Exercise prompt: Nothing but an exact copy of the listing should be given.

* * * * * * * * *

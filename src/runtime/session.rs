use crate::{
    patch::ParameterSet,
    pipeline::{self, Artifacts},
};

/// Everything about what is (or would be) playing.
///
/// Replaced wholesale when the graph's shape changes; scalar changes only
/// touch `params` and, for new distortion amounts, the curve.
#[derive(Debug, Clone)]
pub struct PlaybackSession {
    params: ParameterSet,
    artifacts: Artifacts,
    playing: bool,
}

impl PlaybackSession {
    pub fn new(params: ParameterSet, sample_rate: f32, loop_len: usize) -> Self {
        let artifacts = pipeline::derive_with_len(&params, sample_rate, loop_len);
        Self {
            params,
            artifacts,
            playing: false,
        }
    }

    pub fn params(&self) -> &ParameterSet {
        &self.params
    }

    pub fn artifacts(&self) -> &Artifacts {
        &self.artifacts
    }

    pub fn is_playing(&self) -> bool {
        self.playing
    }

    pub(crate) fn set_playing(&mut self, playing: bool) {
        self.playing = playing;
    }

    pub(crate) fn artifacts_mut(&mut self) -> &mut Artifacts {
        &mut self.artifacts
    }

    pub(crate) fn set_params(&mut self, params: ParameterSet) {
        self.params = params;
    }
}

* * * * * * * * *

Result for this task:
filename src/runtime/session.rs
use crate::{
    patch::ParameterSet,
    pipeline::{self, Artifacts},
};

/// Everything about what is (or would be) playing.
///
/// Replaced wholesale when the graph's shape changes; scalar changes only
/// touch `params` and, for new distortion amounts, the curve.
#[derive(Debug, Clone)]
pub struct PlaybackSession {
    params: ParameterSet,
    artifacts: Artifacts,
    playing: bool,
}

impl PlaybackSession {
    pub fn new(params: ParameterSet, sample_rate: f32, loop_len: usize) -> Self {
        let artifacts = pipeline::derive_with_len(&params, sample_rate, loop_len);
        Self {
            params,
            artifacts,
            playing: false,
        }
    }

    pub fn params(&self) -> &ParameterSet {
        &self.params
    }

    pub fn artifacts(&self) -> &Artifacts {
        &self.artifacts
    }

    pub fn is_playing(&self) -> bool {
        self.playing
    }

    pub(crate) fn set_playing(&mut self, playing: bool) {
        self.playing = playing;
    }

    pub(crate) fn artifacts_mut(&mut self) -> &mut Artifacts {
        &mut self.artifacts
    }

    pub(crate) fn set_params(&mut self, params: ParameterSet) {
        self.params = params;
    }
}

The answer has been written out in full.